You can check using other gain figures, but you will find that the greater the gain difference between the output transistor the lower the available peak output current for a given quiescent current and the greater the deviation from ‘ideal’ push-pull working.
The foregoing is to a certain extent academic in that it assumes perfect current phase splitting, and uses greatly simplified calculations. Extensive simulation over several years using a variety of output transistor models has indicated to me that the peak output current from a JLH Class-A will be between 1.3 and 1.6 times the quiescent current, depending on the output devices used. This assumes perfectly matched transistors.
Simulation also reveals that the peak output current reduces, for a given quiescent current, if the gains of the two transistors differ. If the gains differ too much, the benefits of push-pull working may be lost completely. For example, if Q1 has a gain of 95 and Q2 is a poor transistor with a gain of only 50, simulation indicates that the maximum (symmetrical) output current equals the quiescent current. If the gain variation is extreme (say 175 and 50) the peak output current is actually less than the quiescent current, in which case it would be better to use a single-ended circuit.
Geoff
I am now able, somewhat belatedly, to reply to your post #595 (on page 40) in which you state that, in the JLH Class-A, there is no requirement for the gains of the output BJTs to be matched and that optimum performance will be obtained even if the gains of the two output devices are different. This is fallacious, as I will explain. I suspect that you have only considered the small signal situation and have not looked at the broader picture.

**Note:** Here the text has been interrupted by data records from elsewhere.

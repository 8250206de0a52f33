use tracing::{debug, info};
use crate::periphery::{LatencyRequest, PeripheralModel, STEP_RAMP};
use super::{
    line_settling, ArrayParasitics, Breakdown, ChainPlan, LatencyResult, ReadoutChain,
    RowDriveStyle, SubArray,
};

fn request(ramp_input: f64, load_capacitance: f64, load_resistance: f64, num_read: f64, num_write: f64) -> LatencyRequest {
    LatencyRequest { ramp_input, load_capacitance, load_resistance, num_read, num_write }
}

/// Time the mux, readout and accumulation blocks of one chain.
///
/// `ramp` is the slope of the settled lines, `sense_resistance` what the sense amps see.
fn chain_latency(chain: &mut ReadoutChain, plan: &ChainPlan, ramp: f64, sense_resistance: f64, model: &dyn PeripheralModel) {
    let muxed = plan.muxed as f64;
    let reads = plan.reads();

    chain.mux.calculate_latency(&request(ramp, 0.0, 0.0, muxed, 0.0), model);
    let mux_gates = (chain.mux.parasitics.cap_tg_gate_n + chain.mux.parasitics.cap_tg_gate_p) * chain.groups() as f64;
    chain.mux_decoder.calculate_latency(&request(STEP_RAMP, mux_gates, 0.0, muxed, 0.0), model);

    let readout = request(STEP_RAMP, 0.0, sense_resistance, reads, 0.0);
    for block in [
        &mut chain.sar_adc,
        &mut chain.multilevel_sense_amp,
        &mut chain.multilevel_sa_encoder,
        &mut chain.row_current_sense_amp,
    ] {
        block.calculate_latency(&readout, model);
    }

    let dff_load = chain.dff.parasitics.cap_tg_drain;
    chain.adder.calculate_latency(&request(STEP_RAMP, dff_load, 0.0, reads, 0.0), model);
    chain.dff.calculate_latency(&request(STEP_RAMP, 0.0, 0.0, reads, 0.0), model);

    // one shift-add per muxed line, input shifts once per synapse
    let synapse_steps = plan.muxed.div_ceil(plan.cells_per_synapse.max(1)) as f64;
    chain.shift_add_weight.calculate_latency(&request(STEP_RAMP, 0.0, 0.0, muxed, 0.0), model);
    chain.shift_add_input.calculate_latency(&request(STEP_RAMP, 0.0, 0.0, synapse_steps, 0.0), model);
}

impl SubArray {
    /// Read and write timing of one subarray operation.
    ///
    /// Row drive and column mux select in parallel, so only the slower of the two counts; the
    /// readout and accumulation stages follow in series.
    pub fn compute_latency(&self) -> LatencyResult {
        let config = self.config();
        let model = self.model();
        let profile = self.profile();
        info!("compute latency of {}x{} subarray in {} mode", config.num_row, config.num_col, self.mode());

        let parasitics = ArrayParasitics::new(config);
        let res_cell = config.cell.res_mem_cell_avg;
        let cmos = config.cell.is_cmos_access();
        let mut blocks = self.instantiate();

        let col = line_settling(parasitics.cap_col, res_cell, config.num_row, profile.parallel_read, config.num_col_muxed);
        debug!("column tau {:.4e}, settling {:.4e}", col.tau, col.delay);

        let writes_per_row = (config.num_col as f64 * config.activity_col_write / config.num_write_cell_per_operation as f64).ceil();
        let writes = 2.0 * writes_per_row * config.num_row as f64 * config.activity_row_write;
        let cap_row = if cmos { parasitics.cap_row2 } else { parasitics.cap_row1 };

        let row_drive = &mut blocks.row_drive;
        match profile.row_drive {
            RowDriveStyle::DecoderDriver => {
                let reads = config.num_row as f64 * config.activity_row_read * config.num_col_muxed as f64;
                row_drive.wl_decoder.calculate_latency(&request(STEP_RAMP, parasitics.cap_row2, 0.0, reads, writes), model);
                let driver = request(row_drive.wl_decoder.ramp_output(), cap_row, parasitics.res_row, reads, writes);
                row_drive.wl_new_decoder_driver.calculate_latency(&driver, model);
                row_drive.wl_decoder_driver.calculate_latency(&driver, model);
            }
            RowDriveStyle::SwitchMatrix => {
                let switch = request(STEP_RAMP, cap_row, parasitics.res_row, config.num_col_muxed as f64, writes);
                row_drive.wl_new_switch_matrix.calculate_latency(&switch, model);
                row_drive.wl_switch_matrix.calculate_latency(&switch, model);
            }
        }
        blocks.sl_switch_matrix.calculate_latency(
            &request(STEP_RAMP, parasitics.cap_col, parasitics.res_col, 0.0, writes),
            model,
        );

        let forward = self.forward_plan();
        let sense_resistance = parasitics.column_resistance(config, profile.parallel_read);
        chain_latency(&mut blocks.forward, &forward, col.ramp, sense_resistance, model);

        let num_read_pulse = config.num_read_pulse as f64;
        let select = blocks.row_drive.read_latency().max(blocks.forward.mux_read_latency() / num_read_pulse);
        let mut breakdown = Breakdown {
            adc: blocks.forward.adc_read_latency(),
            accum: blocks.forward.accum_read_latency(),
            other: select + col.delay / num_read_pulse,
            ag: 0.0,
        };
        let read_latency = breakdown.adc + breakdown.accum + breakdown.other;

        let write_latency_array = config.total_num_write_pulse * config.cell.write_pulse_width;
        let write_latency = blocks.row_drive.write_latency().max(blocks.sl_switch_matrix.write_latency()) + write_latency_array;

        if let Some(backward) = self.backward_plan().filter(|_| config.layer_number != 0) {
            let cap_row_bp = ArrayParasitics::cap_row_bp(config);
            let row = line_settling(cap_row_bp, res_cell, config.num_col, profile.parallel_read, config.num_row_muxed_bp);
            debug!("row tau {:.4e}, settling {:.4e}", row.tau, row.delay);

            blocks.sl_switch_matrix_bp.calculate_latency(
                &request(STEP_RAMP, parasitics.cap_col, parasitics.res_col, backward.reads(), 0.0),
                model,
            );
            let sense_resistance = parasitics.row_resistance(config, profile.parallel_read);
            chain_latency(&mut blocks.backward, &backward, row.ramp, sense_resistance, model);

            let num_read_pulse_bp = config.num_read_pulse_bp as f64;
            let select = blocks.sl_switch_matrix_bp.read_latency().max(blocks.backward.mux_read_latency() / num_read_pulse_bp);
            breakdown.ag = select
                + blocks.backward.adc_read_latency()
                + blocks.backward.accum_read_latency()
                + row.delay / num_read_pulse_bp;
        }

        info!("read latency {:.4e}, write latency {:.4e}, backprop {:.4e}", read_latency, write_latency, breakdown.ag);
        LatencyResult {
            read_latency,
            write_latency,
            write_latency_array,
            read_latency_ag: breakdown.ag,
            col_delay: col.delay,
            breakdown,
            blocks: blocks.instantiated().cloned().collect(),
        }
    }
}
use std::fmt::Debug;
use derive_builder::Builder;
use super::{AreaConstraint, BlockArea, BlockSizing, BlockTiming, Parasitics, STEP_RAMP};

/// Closed-form physics of a single peripheral block.
///
/// The subarray estimator only composes results, every block formula lives behind this trait.
pub trait PeripheralModel: Debug + Send + Sync {
    fn area(&self, sizing: &BlockSizing, constraint: &AreaConstraint) -> BlockArea;
    fn latency(&self, sizing: &BlockSizing, request: &LatencyRequest) -> BlockTiming;
    fn parasitics(&self, sizing: &BlockSizing) -> Parasitics;
}

/// Electrical context of one latency evaluation
#[derive(Debug, Clone, Copy, PartialEq, Builder)]
#[builder(pattern = "owned", setter(into), default)]
pub struct LatencyRequest {
    /// Input slope, 1/s
    pub ramp_input: f64,
    /// Capacitance the block drives, F
    pub load_capacitance: f64,
    /// Resistance of the driven line, ohm
    pub load_resistance: f64,
    /// Number of read operations the latency accumulates over
    pub num_read: f64,
    /// Number of write operations the latency accumulates over
    pub num_write: f64,
}

impl Default for LatencyRequest {
    fn default() -> Self {
        Self {
            ramp_input: STEP_RAMP,
            load_capacitance: 0.0,
            load_resistance: 0.0,
            num_read: 0.0,
            num_write: 0.0,
        }
    }
}
mod error;
mod horowitz;
mod block;
mod model;
mod analytic;

pub use error::*;
pub use horowitz::*;
pub use block::*;
pub use model::*;
pub use analytic::*;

I trust you will agree that for true push-pull working in a Class-A output stage, one output device turns off as the other turns on, the net result being that the maximum current that can be supplied to the load is twice the quiescent current.
Referring to the simplified schematic (I have attached it again to save you going back to my original post), let’s assume that the quiescent current is 1A and that the gains of Q1 and Q2 are both 100. I am also assuming at this stage that Q3 is working as a perfect current phase splitter.
With no signal present:
Ib1 = 1/100 = 10mA
Ib2 = 1/(100+1) = 9.9mA
I1 will therefore be 19.9mA
The maximum available current swing due an input signal is when one or other of the base currents reaches zero. When this happens we have:
Ib1 = 0
Ib2 = 19.9mA
Ic1 = 0
Ie2 = 0.0199*(100+1) = 2A
Iout = Ie2 – Ic1 = 2A
Or:
Ib1 = 19.9mA
Ib2 = 0
Ic1 = 0.0199*100 = 1.99A
Ie2 = 0
Iout = -1.99A
Therefore the peak output current is (as near as dammit) twice the quiescent current and true push-pull working is obtained.

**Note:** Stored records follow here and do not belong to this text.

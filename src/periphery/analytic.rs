use std::collections::BTreeMap;
use serde::{Deserialize, Serialize};
use super::{
    horowitz, AreaConstraint, AreaModify, BlockArea, BlockKind, BlockSizing, BlockTiming,
    LatencyRequest, Parasitics, PeripheralModel, PeripheryError, STEP_RAMP
};

/// Footprint and drive of one instance of a block
#[derive(Debug, Clone, Copy, Deserialize, Serialize, PartialEq)]
pub struct UnitCell {
    /// Width in feature sizes
    pub width: f64,
    /// Height in feature sizes
    pub height: f64,
    /// On resistance of the output stage, ohm
    pub res_on: f64,
    /// Gate capacitance of the select input, F
    pub cap_gate: f64,
    /// Drain capacitance at the output, F
    pub cap_drain: f64,
    /// Logic depth in gate stages
    pub stages: f64,
}

impl UnitCell {
    pub const fn new(width: f64, height: f64, res_on: f64, cap_gate: f64, cap_drain: f64, stages: f64) -> Self {
        Self { width, height, res_on, cap_gate, cap_drain, stages }
    }
}

pub const MAX_ADC_BITS: usize = 16;

/// Reference closed-form periphery.
///
/// Every block is a row (or column) of unit cells packed against the dimension the subarray
/// fixes; delays are Horowitz RC stages. Good enough to rank design points, nothing more.
#[derive(Debug, Clone, Deserialize, Serialize)]
#[serde(default)]
pub struct AnalyticPeriphery {
    /// Feature size in meter, unit cell dimensions scale with it
    pub feature_size: f64,
    /// ADC / multilevel sense amp resolution
    pub adc_bits: usize,
    /// SAR ADC time per bit decision, second
    pub sar_cycle: f64,
    /// Integration capacitance of the current sense amps, F
    pub sense_cap: f64,
    /// Per-block unit cell overrides, missing kinds use the built-in table
    pub units: BTreeMap<BlockKind, UnitCell>,
}

impl Default for AnalyticPeriphery {
    fn default() -> Self {
        Self {
            feature_size: 22e-9,
            adc_bits: 5,
            sar_cycle: 0.2e-9,
            sense_cap: 5e-15,
            units: BTreeMap::new(),
        }
    }
}

impl AnalyticPeriphery {
    pub fn unit(&self, kind: BlockKind) -> UnitCell {
        self.units.get(&kind).copied().unwrap_or_else(|| default_unit(kind))
    }

    pub fn validate(&self) -> Result<(), PeripheryError> {
        if !(1..=MAX_ADC_BITS).contains(&self.adc_bits) {
            return Err(PeripheryError::InvalidAdcBits(self.adc_bits));
        }
        for kind in ALL_KINDS {
            let unit = self.unit(kind);
            if !(unit.width > 0.0 && unit.height > 0.0) {
                return Err(PeripheryError::InvalidUnitCell(kind.to_string()));
            }
        }
        Ok(())
    }

    fn levels(&self) -> f64 {
        (2usize.pow(self.adc_bits as u32) - 1) as f64
    }

    /// Width and height of one placed instance, in meter
    fn footprint(&self, sizing: &BlockSizing) -> (f64, f64) {
        let unit = self.unit(sizing.kind);
        let f = self.feature_size;
        let ways = sizing.ways.max(1) as f64;
        match sizing.kind {
            BlockKind::Adder | BlockKind::Dff | BlockKind::ShiftAddInput | BlockKind::ShiftAddWeight
                => (unit.width * f * ways, unit.height * f),
            BlockKind::MultilevelSenseAmp => (unit.width * f, unit.height * f * self.levels()),
            BlockKind::MultilevelSaEncoder => (unit.width * f, unit.height * f * self.adc_bits as f64),
            _ => (unit.width * f, unit.height * f),
        }
    }

    fn layout(count: usize, (unit_width, unit_height): (f64, f64), constraint: &AreaConstraint) -> BlockArea {
        if count == 0 {
            return BlockArea::default();
        }
        let count = count as f64;

        let (width, height) = match (constraint.height, constraint.width, constraint.modify) {
            (Some(height), Some(width), AreaModify::Override) => (width, height),
            (Some(min_height), Some(width), AreaModify::None) => {
                let per_row = (width / unit_width).floor().max(1.0);
                let rows = (count / per_row).ceil();
                (width, (rows * unit_height).max(min_height))
            }
            (None, Some(width), _) => {
                let per_row = (width / unit_width).floor().max(1.0);
                let rows = (count / per_row).ceil();
                (width, rows * unit_height)
            }
            (Some(height), None, _) => {
                let per_col = (height / unit_height).floor().max(1.0);
                let cols = (count / per_col).ceil();
                (cols * unit_width, height)
            }
            (None, None, _) => {
                let per_row = count.sqrt().ceil();
                let rows = (count / per_row).ceil();
                (per_row * unit_width, rows * unit_height)
            }
        };

        BlockArea { width, height, area: width * height }
    }

    fn decoder_stages(bits: usize) -> f64 {
        2.0 + (bits as f64 / 2.0).ceil()
    }
}

impl PeripheralModel for AnalyticPeriphery {
    fn area(&self, sizing: &BlockSizing, constraint: &AreaConstraint) -> BlockArea {
        Self::layout(sizing.units, self.footprint(sizing), constraint)
    }

    fn latency(&self, sizing: &BlockSizing, request: &LatencyRequest) -> BlockTiming {
        if sizing.units == 0 {
            return BlockTiming::default();
        }

        let unit = self.unit(sizing.kind);
        let tau = unit.res_on * (request.load_capacitance + unit.cap_drain)
            + request.load_resistance * request.load_capacitance / 2.0;
        let stage = horowitz(tau, 0.5, request.ramp_input);

        let (per_read, per_write) = match sizing.kind {
            BlockKind::WlDecoder | BlockKind::MuxDecoder => {
                let delay = stage.delay * Self::decoder_stages(sizing.ways);
                (delay, delay)
            }
            BlockKind::WlDecoderDriver | BlockKind::WlNewDecoderDriver
            | BlockKind::WlSwitchMatrix | BlockKind::WlNewSwitchMatrix
            | BlockKind::SlSwitchMatrix => {
                let delay = stage.delay * unit.stages;
                (delay, delay)
            }
            BlockKind::SarAdc => ((self.adc_bits as f64 + 1.0) * self.sar_cycle, 0.0),
            BlockKind::MultilevelSenseAmp | BlockKind::RowCurrentSenseAmp => {
                let integrate = horowitz(request.load_resistance * self.sense_cap, 0.0, STEP_RAMP);
                let compare = horowitz(unit.res_on * unit.cap_drain, 0.5, integrate.ramp_output);
                (integrate.delay + compare.delay * unit.stages, 0.0)
            }
            BlockKind::MultilevelSaEncoder => (stage.delay * self.adc_bits as f64, 0.0),
            BlockKind::Adder => (stage.delay * sizing.ways.max(1) as f64, 0.0),
            BlockKind::Mux | BlockKind::Dff | BlockKind::ShiftAddInput | BlockKind::ShiftAddWeight
                => (stage.delay * unit.stages, 0.0),
        };

        BlockTiming {
            read_latency: per_read * request.num_read,
            write_latency: per_write * request.num_write,
            ramp_output: stage.ramp_output,
        }
    }

    fn parasitics(&self, sizing: &BlockSizing) -> Parasitics {
        let unit = self.unit(sizing.kind);
        Parasitics {
            cap_tg_gate_n: unit.cap_gate,
            cap_tg_gate_p: 2.0 * unit.cap_gate,
            cap_tg_drain: unit.cap_drain,
        }
    }
}

const ALL_KINDS: [BlockKind; 16] = [
    BlockKind::WlDecoder,
    BlockKind::WlDecoderDriver,
    BlockKind::WlNewDecoderDriver,
    BlockKind::WlSwitchMatrix,
    BlockKind::WlNewSwitchMatrix,
    BlockKind::SlSwitchMatrix,
    BlockKind::Mux,
    BlockKind::MuxDecoder,
    BlockKind::SarAdc,
    BlockKind::MultilevelSenseAmp,
    BlockKind::MultilevelSaEncoder,
    BlockKind::RowCurrentSenseAmp,
    BlockKind::Adder,
    BlockKind::Dff,
    BlockKind::ShiftAddInput,
    BlockKind::ShiftAddWeight,
];

fn default_unit(kind: BlockKind) -> UnitCell {
    match kind {
        BlockKind::WlDecoder => UnitCell::new(60.0, 10.0, 5e3, 1e-16, 1e-16, 1.0),
        BlockKind::WlDecoderDriver => UnitCell::new(30.0, 10.0, 2e3, 2e-16, 2e-16, 1.0),
        // level shifter in front of the driver for the access transistor gate
        BlockKind::WlNewDecoderDriver => UnitCell::new(45.0, 10.0, 1.5e3, 2e-16, 3e-16, 2.0),
        BlockKind::WlSwitchMatrix => UnitCell::new(40.0, 10.0, 3e3, 1e-16, 2e-16, 1.0),
        BlockKind::WlNewSwitchMatrix => UnitCell::new(55.0, 10.0, 2.5e3, 1e-16, 3e-16, 2.0),
        BlockKind::SlSwitchMatrix => UnitCell::new(10.0, 40.0, 3e3, 1e-16, 2e-16, 1.0),
        BlockKind::Mux => UnitCell::new(8.0, 20.0, 4e3, 5e-17, 1e-16, 1.0),
        BlockKind::MuxDecoder => UnitCell::new(40.0, 10.0, 5e3, 1e-16, 1e-16, 1.0),
        BlockKind::SarAdc => UnitCell::new(60.0, 400.0, 1e3, 2e-16, 2e-16, 1.0),
        BlockKind::MultilevelSenseAmp => UnitCell::new(40.0, 30.0, 2e3, 1e-16, 2e-16, 2.0),
        BlockKind::MultilevelSaEncoder => UnitCell::new(40.0, 20.0, 4e3, 1e-16, 1e-16, 1.0),
        BlockKind::RowCurrentSenseAmp => UnitCell::new(40.0, 150.0, 2e3, 1e-16, 2e-16, 2.0),
        BlockKind::Adder => UnitCell::new(40.0, 60.0, 3e3, 1e-16, 1e-16, 1.0),
        BlockKind::Dff => UnitCell::new(30.0, 40.0, 3e3, 1e-16, 1.5e-16, 2.0),
        BlockKind::ShiftAddInput | BlockKind::ShiftAddWeight => UnitCell::new(40.0, 100.0, 3e3, 1e-16, 1e-16, 3.0),
    }
}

Now let’s see what happens if the gains of the output transistors are not equal. We’ll keep Q1 at 100 and make Q2 150. The quiescent current is still 1A
With no signal present:
Ib1 = 1/100 = 10mA
Ib2 = 1/(150+1) = 6.63mA
I1 will therefore be 16.63mA
As before, the maximum available current swing due an input signal is when one or other of the base currents reaches zero. When this happens we have:
Ib1 = 0
Ib2 = 16.63mA
Ic1 = 0
Ie2 = 0.01663*(150+1) = 2.51A
Iout = Ie2 – Ic1 = 2.51A
Or:
Ib1 = 16.63mA
Ib2 = 0
Ic1 = 0.01663*100 = 1.633A
Ie2 = 0
Iout = -1.633A
As you will see, the maximum output current (for a symmetrical swing) is now significantly less than twice the quiescent current. As a result, to achieve the same peak output current, if unmatched transistors are used the quiescent current must be increased beyond that required for matched devices, with the corresponding decrease in efficiency.
You can check using other gain figures, but you will find that the greater the gain difference between the output transistor the lower the available peak output current for a given quiescent current and the greater the deviation from ‘ideal’ push-pull working.

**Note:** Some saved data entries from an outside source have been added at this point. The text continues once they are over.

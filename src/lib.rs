pub mod config;
pub mod periphery;
pub mod subarray;
pub mod export;
pub mod error;
pub use error::*;

pub use derive_new;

The foregoing is to a certain extent academic in that it assumes perfect current phase splitting, and uses greatly simplified calculations. Extensive simulation over several years using a variety of output transistor models has indicated to me that the peak output current from a JLH Class-A will be between 1.3 and 1.6 times the quiescent current, depending on the output devices used. This assumes perfectly matched transistors.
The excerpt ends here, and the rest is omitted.